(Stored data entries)
:::
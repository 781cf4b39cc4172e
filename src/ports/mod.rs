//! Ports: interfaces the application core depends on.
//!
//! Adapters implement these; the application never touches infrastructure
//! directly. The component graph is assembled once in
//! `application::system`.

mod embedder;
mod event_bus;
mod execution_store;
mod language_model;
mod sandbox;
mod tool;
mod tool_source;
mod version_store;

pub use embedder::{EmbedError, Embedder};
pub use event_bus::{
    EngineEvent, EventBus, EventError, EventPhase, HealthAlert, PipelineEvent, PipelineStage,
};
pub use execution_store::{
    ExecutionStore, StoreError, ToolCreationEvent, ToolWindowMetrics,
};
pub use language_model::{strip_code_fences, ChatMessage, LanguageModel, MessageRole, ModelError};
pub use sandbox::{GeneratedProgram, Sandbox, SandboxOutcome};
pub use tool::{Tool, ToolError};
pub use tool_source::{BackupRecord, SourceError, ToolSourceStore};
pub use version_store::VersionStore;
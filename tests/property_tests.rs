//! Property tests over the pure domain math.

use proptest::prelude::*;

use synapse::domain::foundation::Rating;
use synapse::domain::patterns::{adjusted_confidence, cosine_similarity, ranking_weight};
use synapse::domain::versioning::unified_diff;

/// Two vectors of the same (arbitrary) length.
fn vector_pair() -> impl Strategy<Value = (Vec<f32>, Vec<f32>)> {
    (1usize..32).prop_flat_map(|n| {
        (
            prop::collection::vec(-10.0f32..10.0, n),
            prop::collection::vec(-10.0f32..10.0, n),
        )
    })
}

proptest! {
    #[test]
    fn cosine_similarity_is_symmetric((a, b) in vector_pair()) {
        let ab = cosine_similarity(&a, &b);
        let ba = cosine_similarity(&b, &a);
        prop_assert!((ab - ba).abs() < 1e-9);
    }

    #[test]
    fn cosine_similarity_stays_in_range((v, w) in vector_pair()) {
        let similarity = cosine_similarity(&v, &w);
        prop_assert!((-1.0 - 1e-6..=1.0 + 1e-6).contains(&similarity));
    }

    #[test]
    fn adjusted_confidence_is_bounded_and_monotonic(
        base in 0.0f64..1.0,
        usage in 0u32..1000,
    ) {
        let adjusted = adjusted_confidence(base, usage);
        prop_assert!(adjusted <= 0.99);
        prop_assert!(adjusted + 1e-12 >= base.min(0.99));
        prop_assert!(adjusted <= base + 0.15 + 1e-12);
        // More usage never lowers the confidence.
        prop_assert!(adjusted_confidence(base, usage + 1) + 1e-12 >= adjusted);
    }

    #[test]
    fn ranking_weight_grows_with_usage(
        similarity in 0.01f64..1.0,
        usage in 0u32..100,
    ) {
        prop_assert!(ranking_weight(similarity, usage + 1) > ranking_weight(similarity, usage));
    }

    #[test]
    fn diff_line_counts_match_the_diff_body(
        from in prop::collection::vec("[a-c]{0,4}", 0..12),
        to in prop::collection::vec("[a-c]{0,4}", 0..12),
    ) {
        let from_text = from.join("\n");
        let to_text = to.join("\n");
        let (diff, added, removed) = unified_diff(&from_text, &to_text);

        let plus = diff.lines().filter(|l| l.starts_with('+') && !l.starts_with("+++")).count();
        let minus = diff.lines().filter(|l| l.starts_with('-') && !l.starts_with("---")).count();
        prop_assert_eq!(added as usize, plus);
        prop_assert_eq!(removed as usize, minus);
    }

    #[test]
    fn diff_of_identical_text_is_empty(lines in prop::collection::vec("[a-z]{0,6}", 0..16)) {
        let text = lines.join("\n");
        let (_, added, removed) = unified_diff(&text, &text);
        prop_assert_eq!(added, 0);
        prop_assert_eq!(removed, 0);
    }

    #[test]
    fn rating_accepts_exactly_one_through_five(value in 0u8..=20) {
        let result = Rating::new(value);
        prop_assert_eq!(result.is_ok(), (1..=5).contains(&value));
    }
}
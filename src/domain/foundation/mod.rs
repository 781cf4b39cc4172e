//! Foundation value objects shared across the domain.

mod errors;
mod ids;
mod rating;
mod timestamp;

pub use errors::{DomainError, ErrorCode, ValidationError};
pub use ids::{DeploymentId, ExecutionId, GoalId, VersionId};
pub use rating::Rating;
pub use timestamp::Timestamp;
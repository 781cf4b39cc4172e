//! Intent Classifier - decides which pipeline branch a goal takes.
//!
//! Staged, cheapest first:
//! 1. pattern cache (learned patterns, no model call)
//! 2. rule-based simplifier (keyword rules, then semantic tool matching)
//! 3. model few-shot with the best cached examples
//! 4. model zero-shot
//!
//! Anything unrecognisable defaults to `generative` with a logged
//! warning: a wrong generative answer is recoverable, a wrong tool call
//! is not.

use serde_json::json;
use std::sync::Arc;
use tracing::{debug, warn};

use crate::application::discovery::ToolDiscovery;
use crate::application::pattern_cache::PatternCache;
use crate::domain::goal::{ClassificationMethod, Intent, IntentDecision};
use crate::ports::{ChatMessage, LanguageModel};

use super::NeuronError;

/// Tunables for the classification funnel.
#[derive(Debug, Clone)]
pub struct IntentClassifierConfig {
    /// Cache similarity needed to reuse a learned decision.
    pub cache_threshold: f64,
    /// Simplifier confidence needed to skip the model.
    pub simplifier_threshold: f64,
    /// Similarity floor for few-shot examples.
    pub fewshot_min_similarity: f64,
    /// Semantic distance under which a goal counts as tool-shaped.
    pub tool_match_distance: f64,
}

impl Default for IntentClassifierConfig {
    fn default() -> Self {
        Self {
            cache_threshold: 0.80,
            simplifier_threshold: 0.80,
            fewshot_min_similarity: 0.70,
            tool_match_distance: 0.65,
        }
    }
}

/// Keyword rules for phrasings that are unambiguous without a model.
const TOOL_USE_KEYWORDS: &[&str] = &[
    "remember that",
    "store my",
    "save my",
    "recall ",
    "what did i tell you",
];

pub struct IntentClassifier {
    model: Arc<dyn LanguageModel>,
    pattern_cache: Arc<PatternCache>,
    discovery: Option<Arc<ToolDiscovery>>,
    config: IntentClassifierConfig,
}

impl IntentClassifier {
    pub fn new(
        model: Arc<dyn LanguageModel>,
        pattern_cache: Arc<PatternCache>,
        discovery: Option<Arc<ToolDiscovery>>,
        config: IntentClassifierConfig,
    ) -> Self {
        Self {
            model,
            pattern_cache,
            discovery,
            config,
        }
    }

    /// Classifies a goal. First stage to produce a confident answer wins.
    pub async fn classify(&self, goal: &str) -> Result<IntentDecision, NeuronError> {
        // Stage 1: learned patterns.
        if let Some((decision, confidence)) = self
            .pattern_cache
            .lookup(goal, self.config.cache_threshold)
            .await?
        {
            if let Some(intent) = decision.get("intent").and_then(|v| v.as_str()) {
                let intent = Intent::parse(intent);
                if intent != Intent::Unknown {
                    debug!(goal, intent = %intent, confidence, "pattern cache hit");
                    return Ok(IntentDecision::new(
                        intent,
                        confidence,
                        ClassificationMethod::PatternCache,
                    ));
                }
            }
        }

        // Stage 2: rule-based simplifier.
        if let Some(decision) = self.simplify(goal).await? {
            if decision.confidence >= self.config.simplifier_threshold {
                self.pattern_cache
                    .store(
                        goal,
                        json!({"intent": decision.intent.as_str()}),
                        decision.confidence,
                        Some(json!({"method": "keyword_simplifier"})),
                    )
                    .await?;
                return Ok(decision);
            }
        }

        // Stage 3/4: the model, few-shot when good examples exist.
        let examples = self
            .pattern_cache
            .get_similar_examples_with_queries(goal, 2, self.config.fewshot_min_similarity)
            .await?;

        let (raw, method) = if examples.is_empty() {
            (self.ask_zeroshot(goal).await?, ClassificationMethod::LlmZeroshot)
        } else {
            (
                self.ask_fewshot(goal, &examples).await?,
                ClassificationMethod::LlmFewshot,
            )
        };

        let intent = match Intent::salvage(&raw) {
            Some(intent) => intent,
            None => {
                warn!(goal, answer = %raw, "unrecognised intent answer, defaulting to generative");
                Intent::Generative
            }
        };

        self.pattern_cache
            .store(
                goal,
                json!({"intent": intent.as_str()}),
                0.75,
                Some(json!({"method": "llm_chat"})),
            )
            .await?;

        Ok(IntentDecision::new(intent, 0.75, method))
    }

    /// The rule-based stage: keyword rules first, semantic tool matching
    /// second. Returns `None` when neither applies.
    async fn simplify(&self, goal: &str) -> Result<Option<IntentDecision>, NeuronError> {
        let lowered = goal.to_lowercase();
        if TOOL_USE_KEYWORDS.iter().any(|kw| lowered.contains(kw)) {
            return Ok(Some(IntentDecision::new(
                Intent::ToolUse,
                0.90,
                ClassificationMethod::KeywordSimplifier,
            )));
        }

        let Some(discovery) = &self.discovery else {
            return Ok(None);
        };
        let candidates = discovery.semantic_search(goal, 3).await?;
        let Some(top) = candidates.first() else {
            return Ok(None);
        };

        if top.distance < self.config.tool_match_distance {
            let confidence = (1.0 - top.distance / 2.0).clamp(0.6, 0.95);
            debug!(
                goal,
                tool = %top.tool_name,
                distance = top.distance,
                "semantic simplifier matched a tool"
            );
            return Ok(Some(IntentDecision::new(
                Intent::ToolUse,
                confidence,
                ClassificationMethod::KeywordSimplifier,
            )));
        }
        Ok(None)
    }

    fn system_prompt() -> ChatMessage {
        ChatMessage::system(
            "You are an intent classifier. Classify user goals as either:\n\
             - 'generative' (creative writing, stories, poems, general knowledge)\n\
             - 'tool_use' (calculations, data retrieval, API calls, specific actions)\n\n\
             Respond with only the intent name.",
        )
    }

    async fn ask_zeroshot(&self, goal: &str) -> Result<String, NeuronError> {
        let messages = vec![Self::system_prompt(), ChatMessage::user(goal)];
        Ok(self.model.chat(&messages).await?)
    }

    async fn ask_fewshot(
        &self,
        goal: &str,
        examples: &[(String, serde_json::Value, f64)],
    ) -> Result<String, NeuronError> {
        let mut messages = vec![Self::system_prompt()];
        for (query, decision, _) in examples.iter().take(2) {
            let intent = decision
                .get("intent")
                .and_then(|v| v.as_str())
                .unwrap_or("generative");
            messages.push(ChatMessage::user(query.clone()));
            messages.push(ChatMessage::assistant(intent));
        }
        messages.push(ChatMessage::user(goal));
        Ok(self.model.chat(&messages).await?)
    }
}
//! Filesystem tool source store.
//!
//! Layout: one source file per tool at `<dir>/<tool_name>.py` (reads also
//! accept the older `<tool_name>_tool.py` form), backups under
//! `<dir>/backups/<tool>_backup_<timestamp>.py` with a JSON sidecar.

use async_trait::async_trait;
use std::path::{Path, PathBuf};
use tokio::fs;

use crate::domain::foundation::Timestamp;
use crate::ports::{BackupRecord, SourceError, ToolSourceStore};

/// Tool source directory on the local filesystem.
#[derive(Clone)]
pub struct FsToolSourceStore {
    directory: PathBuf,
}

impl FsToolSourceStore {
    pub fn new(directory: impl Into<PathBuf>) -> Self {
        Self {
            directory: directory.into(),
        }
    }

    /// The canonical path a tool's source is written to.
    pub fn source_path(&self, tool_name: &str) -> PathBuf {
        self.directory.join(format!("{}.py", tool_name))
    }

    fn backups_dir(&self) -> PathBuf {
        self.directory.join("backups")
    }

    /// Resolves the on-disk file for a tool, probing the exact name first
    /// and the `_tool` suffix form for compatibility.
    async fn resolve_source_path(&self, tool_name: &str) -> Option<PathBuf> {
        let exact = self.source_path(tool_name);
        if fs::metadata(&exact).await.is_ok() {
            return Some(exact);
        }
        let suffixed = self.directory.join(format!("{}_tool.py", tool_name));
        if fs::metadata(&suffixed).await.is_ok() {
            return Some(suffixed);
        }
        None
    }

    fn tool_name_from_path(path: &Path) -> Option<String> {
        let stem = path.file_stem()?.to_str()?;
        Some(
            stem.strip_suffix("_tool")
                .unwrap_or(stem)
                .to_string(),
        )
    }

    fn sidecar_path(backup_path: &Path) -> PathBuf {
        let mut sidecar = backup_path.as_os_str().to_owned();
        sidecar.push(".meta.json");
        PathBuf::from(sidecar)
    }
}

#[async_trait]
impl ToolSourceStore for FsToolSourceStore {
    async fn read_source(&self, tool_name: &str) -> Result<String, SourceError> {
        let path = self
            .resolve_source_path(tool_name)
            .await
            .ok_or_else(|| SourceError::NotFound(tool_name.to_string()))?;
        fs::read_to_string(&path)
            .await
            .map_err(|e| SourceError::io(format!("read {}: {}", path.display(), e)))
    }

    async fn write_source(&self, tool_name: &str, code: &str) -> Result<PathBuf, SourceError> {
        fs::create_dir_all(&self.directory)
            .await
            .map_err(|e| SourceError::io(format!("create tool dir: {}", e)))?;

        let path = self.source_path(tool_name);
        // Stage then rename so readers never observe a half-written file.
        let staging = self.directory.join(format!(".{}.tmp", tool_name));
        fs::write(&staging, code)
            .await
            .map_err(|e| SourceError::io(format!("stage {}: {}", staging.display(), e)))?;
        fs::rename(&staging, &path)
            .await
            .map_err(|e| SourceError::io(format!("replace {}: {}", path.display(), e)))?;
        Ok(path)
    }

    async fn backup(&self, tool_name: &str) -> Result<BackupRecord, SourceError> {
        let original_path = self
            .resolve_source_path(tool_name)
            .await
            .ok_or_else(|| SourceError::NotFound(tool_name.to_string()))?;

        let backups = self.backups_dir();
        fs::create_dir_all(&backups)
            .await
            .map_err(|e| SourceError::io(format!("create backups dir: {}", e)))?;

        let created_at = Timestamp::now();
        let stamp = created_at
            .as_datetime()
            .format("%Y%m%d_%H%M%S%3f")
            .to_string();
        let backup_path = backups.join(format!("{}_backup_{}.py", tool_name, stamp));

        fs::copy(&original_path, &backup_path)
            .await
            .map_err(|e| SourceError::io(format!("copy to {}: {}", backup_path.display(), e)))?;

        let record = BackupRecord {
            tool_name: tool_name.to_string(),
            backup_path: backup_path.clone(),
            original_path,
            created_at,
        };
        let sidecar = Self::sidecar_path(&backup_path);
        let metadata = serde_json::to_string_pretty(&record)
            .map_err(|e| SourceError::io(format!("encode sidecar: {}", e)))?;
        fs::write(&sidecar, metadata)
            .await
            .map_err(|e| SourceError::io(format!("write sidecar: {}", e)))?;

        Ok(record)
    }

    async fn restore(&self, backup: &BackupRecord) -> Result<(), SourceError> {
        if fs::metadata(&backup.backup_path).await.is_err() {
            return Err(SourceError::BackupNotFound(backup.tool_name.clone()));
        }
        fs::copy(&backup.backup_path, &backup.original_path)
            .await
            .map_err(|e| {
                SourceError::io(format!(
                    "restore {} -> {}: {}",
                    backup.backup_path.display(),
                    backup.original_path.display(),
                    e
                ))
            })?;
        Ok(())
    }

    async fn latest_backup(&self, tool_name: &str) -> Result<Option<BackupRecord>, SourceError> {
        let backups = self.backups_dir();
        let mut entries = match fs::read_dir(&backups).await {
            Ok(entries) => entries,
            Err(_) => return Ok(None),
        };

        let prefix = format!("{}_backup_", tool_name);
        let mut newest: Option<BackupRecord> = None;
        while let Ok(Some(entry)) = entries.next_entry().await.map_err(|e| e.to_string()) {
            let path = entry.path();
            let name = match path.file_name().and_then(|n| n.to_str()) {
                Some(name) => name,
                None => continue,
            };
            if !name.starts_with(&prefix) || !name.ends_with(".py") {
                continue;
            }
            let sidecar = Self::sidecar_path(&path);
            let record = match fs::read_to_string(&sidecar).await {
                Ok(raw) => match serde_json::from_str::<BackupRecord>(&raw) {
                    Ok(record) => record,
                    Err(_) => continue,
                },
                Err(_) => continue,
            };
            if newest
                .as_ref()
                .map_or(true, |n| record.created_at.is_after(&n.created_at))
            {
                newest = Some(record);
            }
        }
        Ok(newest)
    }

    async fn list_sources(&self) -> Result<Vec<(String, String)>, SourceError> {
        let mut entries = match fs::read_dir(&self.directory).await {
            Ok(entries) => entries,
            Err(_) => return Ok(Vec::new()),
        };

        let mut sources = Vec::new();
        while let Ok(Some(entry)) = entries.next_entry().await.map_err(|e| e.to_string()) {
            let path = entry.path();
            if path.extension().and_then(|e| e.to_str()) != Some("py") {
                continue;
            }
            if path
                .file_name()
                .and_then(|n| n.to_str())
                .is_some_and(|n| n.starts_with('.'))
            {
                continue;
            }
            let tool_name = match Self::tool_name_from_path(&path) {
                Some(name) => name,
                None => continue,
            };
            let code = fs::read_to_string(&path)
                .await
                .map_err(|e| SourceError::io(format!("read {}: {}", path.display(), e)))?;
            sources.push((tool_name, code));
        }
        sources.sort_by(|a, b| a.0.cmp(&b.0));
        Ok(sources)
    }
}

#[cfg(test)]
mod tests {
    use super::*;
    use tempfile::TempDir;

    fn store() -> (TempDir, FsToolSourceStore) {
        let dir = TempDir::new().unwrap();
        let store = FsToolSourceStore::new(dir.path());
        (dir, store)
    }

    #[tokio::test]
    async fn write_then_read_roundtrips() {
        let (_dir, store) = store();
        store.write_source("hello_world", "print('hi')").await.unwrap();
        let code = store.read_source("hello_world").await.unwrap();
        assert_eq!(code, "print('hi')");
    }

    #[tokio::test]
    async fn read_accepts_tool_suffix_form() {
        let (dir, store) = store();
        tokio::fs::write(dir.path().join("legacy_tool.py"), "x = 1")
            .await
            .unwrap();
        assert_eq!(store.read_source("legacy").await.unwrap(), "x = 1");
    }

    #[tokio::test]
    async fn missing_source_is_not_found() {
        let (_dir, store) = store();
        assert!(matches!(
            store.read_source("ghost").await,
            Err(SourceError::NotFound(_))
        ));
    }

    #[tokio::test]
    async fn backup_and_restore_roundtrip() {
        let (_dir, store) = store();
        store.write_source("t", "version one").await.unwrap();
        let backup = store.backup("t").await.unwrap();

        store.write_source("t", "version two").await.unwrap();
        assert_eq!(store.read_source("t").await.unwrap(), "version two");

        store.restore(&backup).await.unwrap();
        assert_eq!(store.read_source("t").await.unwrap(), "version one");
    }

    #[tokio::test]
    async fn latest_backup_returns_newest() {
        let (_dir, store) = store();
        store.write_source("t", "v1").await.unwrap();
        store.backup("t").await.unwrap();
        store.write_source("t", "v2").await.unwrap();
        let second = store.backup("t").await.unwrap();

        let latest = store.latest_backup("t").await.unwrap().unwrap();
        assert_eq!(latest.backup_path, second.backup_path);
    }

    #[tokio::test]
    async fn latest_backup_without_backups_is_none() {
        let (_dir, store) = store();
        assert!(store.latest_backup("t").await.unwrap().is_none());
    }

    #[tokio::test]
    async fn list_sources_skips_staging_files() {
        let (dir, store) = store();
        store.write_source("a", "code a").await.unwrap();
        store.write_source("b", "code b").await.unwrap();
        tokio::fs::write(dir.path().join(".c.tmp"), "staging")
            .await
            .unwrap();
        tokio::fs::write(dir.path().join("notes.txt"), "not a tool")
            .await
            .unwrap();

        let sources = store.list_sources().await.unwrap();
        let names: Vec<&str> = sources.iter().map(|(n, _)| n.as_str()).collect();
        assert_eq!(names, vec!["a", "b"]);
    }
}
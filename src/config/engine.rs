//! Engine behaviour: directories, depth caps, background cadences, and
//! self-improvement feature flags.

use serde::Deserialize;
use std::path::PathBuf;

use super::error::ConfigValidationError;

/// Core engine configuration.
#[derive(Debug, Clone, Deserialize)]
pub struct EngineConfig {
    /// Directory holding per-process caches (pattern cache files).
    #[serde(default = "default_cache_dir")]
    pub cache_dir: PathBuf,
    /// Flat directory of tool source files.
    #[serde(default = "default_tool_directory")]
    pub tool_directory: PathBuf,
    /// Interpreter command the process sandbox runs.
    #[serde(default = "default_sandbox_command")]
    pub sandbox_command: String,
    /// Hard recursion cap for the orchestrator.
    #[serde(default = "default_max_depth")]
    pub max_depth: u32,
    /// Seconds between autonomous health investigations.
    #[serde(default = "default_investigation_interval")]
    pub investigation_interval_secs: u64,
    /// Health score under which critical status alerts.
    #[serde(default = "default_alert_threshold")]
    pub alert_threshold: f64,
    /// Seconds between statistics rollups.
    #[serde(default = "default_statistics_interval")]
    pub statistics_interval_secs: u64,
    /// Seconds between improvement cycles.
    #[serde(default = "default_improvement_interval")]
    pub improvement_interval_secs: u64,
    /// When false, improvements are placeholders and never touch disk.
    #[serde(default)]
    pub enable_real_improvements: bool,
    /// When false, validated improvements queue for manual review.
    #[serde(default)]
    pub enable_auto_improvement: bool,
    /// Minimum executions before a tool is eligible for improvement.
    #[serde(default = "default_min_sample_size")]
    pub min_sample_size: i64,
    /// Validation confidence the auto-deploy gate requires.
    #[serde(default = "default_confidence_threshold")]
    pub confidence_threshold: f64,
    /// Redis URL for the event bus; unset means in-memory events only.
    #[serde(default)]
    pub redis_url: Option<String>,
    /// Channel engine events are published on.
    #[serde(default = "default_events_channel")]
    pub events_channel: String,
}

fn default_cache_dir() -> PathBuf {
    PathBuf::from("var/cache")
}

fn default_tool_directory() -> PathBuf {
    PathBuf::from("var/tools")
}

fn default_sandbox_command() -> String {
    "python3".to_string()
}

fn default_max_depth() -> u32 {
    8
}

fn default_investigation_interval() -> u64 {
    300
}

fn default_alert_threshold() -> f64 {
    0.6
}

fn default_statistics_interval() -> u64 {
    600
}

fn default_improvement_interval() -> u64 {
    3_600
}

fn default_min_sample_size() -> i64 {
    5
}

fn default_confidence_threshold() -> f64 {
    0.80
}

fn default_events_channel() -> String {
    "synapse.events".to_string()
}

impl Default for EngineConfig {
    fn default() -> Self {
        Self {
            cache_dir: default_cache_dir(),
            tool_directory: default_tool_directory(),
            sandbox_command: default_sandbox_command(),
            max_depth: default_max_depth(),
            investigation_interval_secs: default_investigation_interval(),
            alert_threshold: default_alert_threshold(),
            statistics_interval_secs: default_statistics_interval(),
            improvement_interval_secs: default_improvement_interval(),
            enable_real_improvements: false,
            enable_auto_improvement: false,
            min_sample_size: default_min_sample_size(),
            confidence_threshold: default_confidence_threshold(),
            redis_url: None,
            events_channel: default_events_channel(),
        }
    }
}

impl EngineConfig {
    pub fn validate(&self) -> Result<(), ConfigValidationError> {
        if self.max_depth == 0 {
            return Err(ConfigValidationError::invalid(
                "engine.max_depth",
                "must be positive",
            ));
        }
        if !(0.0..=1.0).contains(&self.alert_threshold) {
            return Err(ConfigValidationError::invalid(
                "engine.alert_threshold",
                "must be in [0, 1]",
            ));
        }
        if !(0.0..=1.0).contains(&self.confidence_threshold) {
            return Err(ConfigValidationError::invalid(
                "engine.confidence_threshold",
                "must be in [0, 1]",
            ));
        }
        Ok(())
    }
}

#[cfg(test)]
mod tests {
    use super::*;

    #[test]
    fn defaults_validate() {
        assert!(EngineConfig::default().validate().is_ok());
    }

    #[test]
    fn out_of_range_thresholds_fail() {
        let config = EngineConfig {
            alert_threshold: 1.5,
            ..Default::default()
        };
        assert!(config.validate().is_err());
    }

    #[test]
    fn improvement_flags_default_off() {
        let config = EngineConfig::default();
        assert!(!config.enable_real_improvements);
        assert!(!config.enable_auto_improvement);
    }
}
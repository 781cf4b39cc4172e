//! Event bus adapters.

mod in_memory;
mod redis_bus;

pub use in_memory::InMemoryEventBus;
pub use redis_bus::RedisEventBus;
:::
=== Exercise instructions ===
Begin at the line that has "const TOOL_USE_KEYWORDS: &[&str]" in the entries above; stop after the line that has "if intent != Intent::Unknown". Transcribe exactly those lines and no others.

=== Response to this task ===
const TOOL_USE_KEYWORDS: &[&str] = &[
    "remember that",
    "store my",
    "save my",
    "recall ",
    "what did i tell you",
];

pub struct IntentClassifier {
    model: Arc<dyn LanguageModel>,
    pattern_cache: Arc<PatternCache>,
    discovery: Option<Arc<ToolDiscovery>>,
    config: IntentClassifierConfig,
}

impl IntentClassifier {
    pub fn new(
        model: Arc<dyn LanguageModel>,
        pattern_cache: Arc<PatternCache>,
        discovery: Option<Arc<ToolDiscovery>>,
        config: IntentClassifierConfig,
    ) -> Self {
        Self {
            model,
            pattern_cache,
            discovery,
            config,
        }
    }

    /// Classifies a goal. First stage to produce a confident answer wins.
    pub async fn classify(&self, goal: &str) -> Result<IntentDecision, NeuronError> {
        // Stage 1: learned patterns.
        if let Some((decision, confidence)) = self
            .pattern_cache
            .lookup(goal, self.config.cache_threshold)
            .await?
        {
            if let Some(intent) = decision.get("intent").and_then(|v| v.as_str()) {
                let intent = Intent::parse(intent);
                if intent != Intent::Unknown {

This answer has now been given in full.